**WHAT THIS TASK INVOLVES**
From the records, pick out and copy each line containing "PriceMode".

━━━━━━━━━━━━━━━━

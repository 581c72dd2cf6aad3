use std::fmt;
use std::str::FromStr;

use rust_decimal::Decimal;
use serde::{Deserialize, Serialize};

use crate::core::money::{require_non_negative, require_positive, require_rate};
use crate::core::{PajakError, PpnConfig};

/// Whether the given amount already contains PPN.
#[derive(Debug, Clone, Copy, Default, PartialEq, Eq, Hash, Serialize, Deserialize)]
#[serde(rename_all = "snake_case")]
pub enum PriceMode {
    /// Amount is the tax base; PPN is added on top.
    #[default]
    Exclusive,
    /// Amount is the gross price; PPN is extracted from it.
    Inclusive,
}

impl PriceMode {
    pub fn key(&self) -> &'static str {
        match self {
            Self::Exclusive => "exclusive",
            Self::Inclusive => "inclusive",
        }
    }
}

impl fmt::Display for PriceMode {
    fn fmt(&self, f: &mut fmt::Formatter<'_>) -> fmt::Result {
        f.write_str(self.key())
    }
}

impl FromStr for PriceMode {
    type Err = PajakError;

    fn from_str(s: &str) -> Result<Self, Self::Err> {
        match s.trim().to_ascii_lowercase().as_str() {
            "exclusive" => Ok(Self::Exclusive),
            "inclusive" => Ok(Self::Inclusive),
            _ => Err(PajakError::UnknownCategory {
                kind: "price mode",
                value: s.into(),
            }),
        }
    }
}

/// PPN calculation input.
#[derive(Debug, Clone, PartialEq, Serialize, Deserialize)]
pub struct PpnInput {
    /// Sales amount, interpreted per `mode`.
    pub amount: Decimal,
    pub mode: PriceMode,
    /// Overrides [`PpnConfig::rate`].
    pub rate: Option<Decimal>,
    /// PPN paid on purchases (pajak masukan).
    pub input_tax: Decimal,
    /// Whether the seller is a PKP.
    pub registered: bool,
}

impl PpnInput {
    /// Exclusive amount, no input tax, not registered.
    pub fn new(amount: Decimal) -> Self {
        Self {
            amount,
            mode: PriceMode::Exclusive,
            rate: None,
            input_tax: Decimal::ZERO,
            registered: false,
        }
    }

    pub fn mode(mut self, mode: PriceMode) -> Self {
        self.mode = mode;
        self
    }

    pub fn rate(mut self, rate: Decimal) -> Self {
        self.rate = Some(rate);
        self
    }

    pub fn input_tax(mut self, input_tax: Decimal) -> Self {
        self.input_tax = input_tax;
        self
    }

    pub fn registered(mut self, registered: bool) -> Self {
        self.registered = registered;
        self
    }
}

/// PPN calculation result.
#[derive(Debug, Clone, PartialEq, Serialize, Deserialize)]
pub struct PpnResult {
    pub amount: Decimal,
    pub mode: PriceMode,
    pub registered: bool,
    /// Applied rate; zero when not registered.
    pub rate: Decimal,
    /// Dasar Pengenaan Pajak (DPP).
    pub tax_base: Decimal,
    /// Output tax (pajak keluaran).
    pub vat: Decimal,
    pub total: Decimal,
    /// Creditable input tax; zero when not registered.
    pub input_tax: Decimal,
    /// `max(0, vat − input_tax)`.
    pub net_payable: Decimal,
    /// `max(0, input_tax − vat)`. Informational only.
    pub excess_input_tax: Decimal,
    /// `amount > registration_threshold`.
    pub exceeds_registration_threshold: bool,
}

/// Calculate PPN for a single amount.
pub fn calculate_ppn(input: &PpnInput, config: &PpnConfig) -> Result<PpnResult, PajakError> {
    config.validate()?;
    require_positive("amount", "amount", input.amount)?;
    require_non_negative("input_tax", "input tax", input.input_tax)?;
    let rate = input.rate.unwrap_or(config.rate);
    require_rate("rate", "PPN rate", rate)?;

    let amount = input.amount;
    let exceeds_registration_threshold = amount > config.registration_threshold;

    if !input.registered {
        log::debug!(
            "PPN: not registered, amount={amount} \
             exceeds_threshold={exceeds_registration_threshold}"
        );
        return Ok(PpnResult {
            amount,
            mode: input.mode,
            registered: false,
            rate: Decimal::ZERO,
            tax_base: amount,
            vat: Decimal::ZERO,
            total: amount,
            input_tax: Decimal::ZERO,
            net_payable: Decimal::ZERO,
            excess_input_tax: Decimal::ZERO,
            exceeds_registration_threshold,
        });
    }

    let (tax_base, vat, total) = match input.mode {
        PriceMode::Exclusive => {
            let vat = amount * rate;
            (amount, vat, amount + vat)
        }
        PriceMode::Inclusive => {
            let base = amount / (Decimal::ONE + rate);
            (base, amount - base, amount)
        }
    };
    let net_payable = (vat - input.input_tax).max(Decimal::ZERO);
    let excess_input_tax = (input.input_tax - vat).max(Decimal::ZERO);

    log::debug!(
        "PPN: mode={} rate={rate} base={tax_base} vat={vat} payable={net_payable}",
        input.mode
    );

    Ok(PpnResult {
        amount,
        mode: input.mode,
        registered: true,
        rate,
        tax_base,
        vat,
        total,
        input_tax: input.input_tax,
        net_payable,
        excess_input_tax,
        exceeds_registration_threshold,
    })
}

━━━━━━━━━━━━━━━━

**SOLUTION BELOW**
pub enum PriceMode {
impl PriceMode {
impl fmt::Display for PriceMode {
impl FromStr for PriceMode {
    pub mode: PriceMode,
            mode: PriceMode::Exclusive,
    pub fn mode(mut self, mode: PriceMode) -> Self {
    pub mode: PriceMode,
        PriceMode::Exclusive => {
        PriceMode::Inclusive => {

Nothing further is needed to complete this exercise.